[Collected data entries]
--- --- ---
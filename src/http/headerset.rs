use http::header::{HeaderName, HeaderValue};
use http::HeaderMap;
use std::str::FromStr;
use thiserror::Error;

/// A header name or value the `http` crate refuses.
#[derive(Debug, Error, Clone, PartialEq, Eq)]
#[error("invalid header {name:?}: {reason}")]
pub struct InvalidHeader {
    pub name: String,
    pub reason: &'static str,
}

/// An ordered multimap of headers.
///
/// Names keep first-insertion order; repeated names collect their values in
/// insertion order under the first occurrence. Used both for the headers a
/// user asks to send and for the request/response headers echoed back from
/// the upgrade handshake.
#[derive(Debug, Clone, Default, PartialEq, Eq)]
pub struct HeaderSet {
    entries: Vec<(HeaderName, Vec<HeaderValue>)>,
}

impl HeaderSet {
    pub fn new() -> Self {
        Self {
            entries: Vec::new(),
        }
    }

    /// Add a value under `name`, keeping any values already present.
    pub fn append(&mut self, name: &str, value: &str) -> Result<(), InvalidHeader> {
        let name_header = HeaderName::from_str(name).map_err(|_| InvalidHeader {
            name: name.to_string(),
            reason: "not a valid header name",
        })?;
        let value_header = HeaderValue::from_str(value).map_err(|_| InvalidHeader {
            name: name.to_string(),
            reason: "not a valid header value",
        })?;
        self.push(name_header, value_header);
        Ok(())
    }

    fn push(&mut self, name: HeaderName, value: HeaderValue) {
        // HeaderName is already lowercase, so equality is case-insensitive.
        if let Some((_, values)) = self.entries.iter_mut().find(|(n, _)| *n == name) {
            values.push(value);
        } else {
            self.entries.push((name, vec![value]));
        }
    }

    /// All values recorded for `name`, empty when absent.
    pub fn get_all(&self, name: &str) -> &[HeaderValue] {
        HeaderName::from_str(name)
            .ok()
            .and_then(|target| self.entries.iter().find(|(n, _)| *n == target))
            .map(|(_, values)| values.as_slice())
            .unwrap_or(&[])
    }

    /// Values of `name` joined with `", "`, for display.
    pub fn joined(&self, name: &str) -> Option<String> {
        let values = self.get_all(name);
        if values.is_empty() {
            None
        } else {
            Some(join_values(values))
        }
    }

    pub fn iter(&self) -> impl Iterator<Item = (&HeaderName, &[HeaderValue])> {
        self.entries.iter().map(|(n, v)| (n, v.as_slice()))
    }

    /// Number of distinct header names.
    pub fn len(&self) -> usize {
        self.entries.len()
    }

    pub fn is_empty(&self) -> bool {
        self.entries.is_empty()
    }

    /// Append every value to `map`, keeping anything already in it.
    pub fn apply_to(&self, map: &mut HeaderMap) {
        for (name, values) in &self.entries {
            for value in values {
                map.append(name.clone(), value.clone());
            }
        }
    }
}

impl From<&HeaderMap> for HeaderSet {
    fn from(map: &HeaderMap) -> Self {
        let mut set = HeaderSet::new();
        for (name, value) in map {
            set.push(name.clone(), value.clone());
        }
        set
    }
}

/// Join header values for display, tolerating non-UTF-8 bytes.
pub fn join_values(values: &[HeaderValue]) -> String {
    values
        .iter()
        .map(|v| String::from_utf8_lossy(v.as_bytes()).into_owned())
        .collect::<Vec<_>>()
        .join(", ")
}

/// Title-case a header name for display: `sec-websocket-version` becomes
/// `Sec-Websocket-Version`, the same form Go's `CanonicalHeaderKey` prints.
pub fn display_name(name: &HeaderName) -> String {
    name.as_str()
        .split('-')
        .map(|segment| {
            let mut chars = segment.chars();
            match chars.next() {
                Some(first) => first.to_ascii_uppercase().to_string() + chars.as_str(),
                None => String::new(),
            }
        })
        .collect::<Vec<_>>()
        .join("-")
}
impl <'a> MatchFinder<'a> {
    pub fn create(src: &'a [u8],opt: &Options) -> Result<Self,Error> {
        let wnd_size = 1 << opt.window_bits;
        let roots = 2 * wnd_size;
        let nodes = roots + 256;
        let slots = nodes + nodes + (255 << (opt.window_bits - 9)) + 1;
        let mut ans = Self {
            src,
            src_ptr: 0,
            wnd_bit: opt.window_bits,
            wnd_size,
            short_match_reach: opt.short_match_reach,
            text: try_alloc(2 * wnd_size + MAX_MATCH,0)?,
            level: try_alloc(nodes,0)?,
            child_count: try_alloc(nodes,0)?,
            position: try_alloc(nodes,NIL)?,
            parent: try_alloc(nodes,NIL)?,
            prev: try_alloc(slots,NIL)?,
            next: try_alloc(slots,NIL)?,
            avail: 1,
            pos: 0,
            remainder: 0,
            match_len: 0,
            match_pos: 0,
            orig_size: 0,
            crc: CRC16.digest()
        };
        ans.init_slide();
        Ok(ans)
    }
    fn init_slide(&mut self) {
        for c in 0..256 {
            let root = self.root(c as u8);
            self.level[root] = 1;
            self.position[root] = NIL;
        }
        // chain the split nodes into the free list
        self.avail = 1;
        for i in 1..self.wnd_size - 1 {
            self.next[i] = i + 1;
        }
        self.next[self.wnd_size - 1] = NIL;
    }
    fn kind(&self,node: usize) -> NodeKind {
        if node < self.wnd_size {
            NodeKind::Split
        } else if node < 2 * self.wnd_size {
            NodeKind::Leaf
        } else {
            NodeKind::Root
        }
    }
    fn root(&self,c: u8) -> usize {
        2 * self.wnd_size + c as usize
    }
    fn hash(&self,node: usize,c: u8) -> usize {
        self.level.len() + node + ((c as usize) << (self.wnd_bit - 9))
    }
    /// Copy up to `n` bytes of input into the window at `offset`, returns the count.
    fn read_window(&mut self,offset: usize,n: usize) -> usize {
        let count = n.min(self.src.len() - self.src_ptr);
        let chunk = &self.src[self.src_ptr..self.src_ptr+count];
        self.text[offset..offset+count].copy_from_slice(chunk);
        self.crc.update(chunk);
        self.src_ptr += count;
        self.orig_size += count;
        count
    }
    /// bytes of input consumed so far
    pub fn orig_size(&self) -> usize {
        self.orig_size
    }
    /// CRC-16 of the bytes consumed so far
    pub fn crc(&self) -> u16 {
        self.crc.clone().finalize()
    }
    /// Find the child of `q` along edge `c`, or NIL.
    /// The child for a given parent and byte is unique, so bucket order does not matter.
    fn child(&self,q: usize,c: u8) -> usize {
        let mut r = self.next[self.hash(q,c)];
        while r != NIL && self.parent[r] != q {
            r = self.next[r];
        }
        r
    }
    /// Attach `r` to `q` along edge `c`, it goes to the front of the bucket.
    fn make_child(&mut self,q: usize,c: u8,r: usize) {
        let h = self.hash(q,c);
        let t = self.next[h];
        self.next[h] = r;
        self.next[r] = t;
        self.prev[t] = r;
        self.prev[r] = h;
        self.parent[r] = q;
        self.child_count[q] += 1;
    }
    /// Insert a branch above `old` at the point where the current string diverges
    /// from it, the current position becomes its other child.
    fn split(&mut self,old: usize) {
        let new = self.avail;
        self.avail = self.next[new];
        self.child_count[new] = 0;
        // new takes the place of old in the sibling list
        let t = self.prev[old];
        self.prev[new] = t;
        self.next[t] = new;
        let t = self.next[old];
        self.next[new] = t;
        self.prev[t] = new;
        self.parent[new] = self.parent[old];
        self.level[new] = self.match_len;
        self.position[new] = self.pos;
        self.make_child(new,self.text[self.match_pos + self.match_len],old);
        self.make_child(new,self.text[self.pos + self.match_len],self.pos);
    }
    /// Index the string at `pos`, leaving the longest earlier match in
    /// `match_len` and `match_pos`.
    pub fn insert_node(&mut self) {
        let mut q: usize;
        let mut r: usize;
        if self.match_len >= 4 {
            // After a long match the string at `pos` shares all but its first byte with
            // the string after the match.  Start from that leaf and climb to a branch
            // short enough to be valid here.
            self.match_len -= 1;
            r = (self.match_pos + 1) | self.wnd_size;
            loop {
                q = self.parent[r];
                if q != NIL {
                    break;
                }
                // this leaf was replaced, `next` leads to the replacement
                r = self.next[r];
            }
            while self.level[q] >= self.match_len {
                r = q;
                q = self.parent[q];
            }
            let mut t = q;
            while self.position[t] & PERC_FLAG != 0 {
                self.position[t] = self.pos;
                t = self.parent[t];
            }
            if self.kind(t) == NodeKind::Split {
                self.position[t] = self.pos | PERC_FLAG;
            }
        } else {
            q = self.root(self.text[self.pos]);
            let c = self.text[self.pos + 1];
            r = self.child(q,c);
            if r == NIL {
                self.make_child(q,c,self.pos);
                self.match_len = 1;
                return;
            }
            self.match_len = 2;
        }
        // walk down, updating positions along the way
        loop {
            let j = match self.kind(r) {
                NodeKind::Leaf => {
                    self.match_pos = r;
                    MAX_MATCH
                },
                _ => {
                    self.match_pos = self.position[r] & !PERC_FLAG;
                    self.level[r]
                }
            };
            if self.match_pos >= self.pos {
                self.match_pos -= self.wnd_size;
            }
            while self.match_len < j {
                if self.text[self.pos + self.match_len] != self.text[self.match_pos + self.match_len] {
                    self.split(r);
                    return;
                }
                self.match_len += 1;
            }
            if self.match_len >= MAX_MATCH {
                break;
            }
            self.position[r] = self.pos;
            q = r;
            let c = self.text[self.pos + self.match_len];
            r = self.child(q,c);
            if r == NIL {
                self.make_child(q,c,self.pos);
                return;
            }
            self.match_len += 1;
        }
        // Full length match with leaf `r`, the current position replaces it.
        let t = self.prev[r];
        self.prev[self.pos] = t;
        self.next[t] = self.pos;
        let t = self.next[r];
        self.next[self.pos] = t;
        self.prev[t] = self.pos;
        self.parent[self.pos] = q;
        self.parent[r] = NIL;
        self.next[r] = self.pos;
    }
    /// Remove the leaf for the position that is leaving the window.  If its parent is
    /// left with a single child the parent is merged away and recycled.
    fn delete_node(&mut self) {
        if self.parent[self.pos] == NIL {
            return;
        }
        let r = self.prev[self.pos];
        let s = self.next[self.pos];
        self.next[r] = s;
        self.prev[s] = r;
        let r = self.parent[self.pos];
        self.parent[self.pos] = NIL;
        if self.kind(r) == NodeKind::Root {
            return;
        }
        self.child_count[r] -= 1;
        if self.child_count[r] > 1 {
            return;
        }
        let mut t = self.position[r] & !PERC_FLAG;
        if t >= self.pos {
            t -= self.wnd_size;
        }
        // percolate the newest position up through flagged ancestors
        let mut s = t;
        let mut q = self.parent[r];
        let mut u;
        loop {
            u = self.position[q];
            if u & PERC_FLAG == 0 {
                break;
            }
            u &= !PERC_FLAG;
            if u >= self.pos {
                u -= self.wnd_size;
            }
            if u > s {
                s = u;
            }
            self.position[q] = s | self.wnd_size;
            q = self.parent[q];
        }
        if self.kind(q) == NodeKind::Split {
            if u >= self.pos {
                u -= self.wnd_size;
            }
            if u > s {
                s = u;
            }
            self.position[q] = s | self.wnd_size | PERC_FLAG;
        }
        // the remaining child takes the place of r
        let s = self.child(r,self.text[t + self.level[r]]);
        let t = self.prev[s];
        let u = self.next[s];
        self.next[t] = u;
        self.prev[u] = t;
        let t = self.prev[r];
        self.next[t] = s;
        self.prev[s] = t;
        let t = self.next[r];
        self.prev[t] = s;
        self.next[s] = t;
        self.parent[s] = self.parent[r];
        self.parent[r] = NIL;
        self.next[r] = self.avail;
        self.avail = r;
    }
    /// Fill the window and index the first position.
    pub fn prime(&mut self) {
        self.remainder = self.read_window(self.wnd_size,self.wnd_size + MAX_MATCH);
        self.match_len = 0;
        self.pos = self.wnd_size;
        self.insert_node();
        self.clamp_match();
    }
    /// A match cannot run past the end of the input.  A match of the minimum length
    /// is dropped if it reaches back too far.
    pub fn clamp_match(&mut self) {
        if self.match_len > self.remainder {
            self.match_len = self.remainder;
        }
        if let Some(reach) = self.short_match_reach {
            if self.match_len == THRESHOLD && self.pos - self.match_pos > reach {
                self.match_len = THRESHOLD - 1;
            }
        }
    }
    /// Advance one position, sliding the window when the cursor reaches the end.
    pub fn get_next_match(&mut self) {
        self.remainder -= 1;
        self.pos += 1;
        if self.pos == 2 * self.wnd_size {
            // bytes past the end of input are left as they are
            self.text.copy_within(self.wnd_size..2 * self.wnd_size + MAX_MATCH,0);
            let n = self.read_window(self.wnd_size + MAX_MATCH,self.wnd_size);
            self.remainder += n;
            self.pos = self.wnd_size;
            log::trace!("window slide, read {} more bytes",n);
        }
        self.delete_node();
        self.insert_node();
    }
    /// distance code for a match found at `match_pos` while the cursor was at `pos - 1`
    pub fn distance(&self,match_pos: usize) -> usize {
        (self.pos as isize - match_pos as isize - 2) as usize & (self.wnd_size - 1)
    }
}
--- --- ---
_WHAT THE EXERCISE ASKS:_
Please print, exactly and with nothing else, the lines from the first line of the entries through the line containing "the headers a".

_ANSWER:_
filename src/http/headerset.rs
use http::header::{HeaderName, HeaderValue};
use http::HeaderMap;
use std::str::FromStr;
use thiserror::Error;

/// A header name or value the `http` crate refuses.
#[derive(Debug, Error, Clone, PartialEq, Eq)]
#[error("invalid header {name:?}: {reason}")]
pub struct InvalidHeader {
    pub name: String,
    pub reason: &'static str,
}

/// An ordered multimap of headers.
///
/// Names keep first-insertion order; repeated names collect their values in
/// insertion order under the first occurrence. Used both for the headers a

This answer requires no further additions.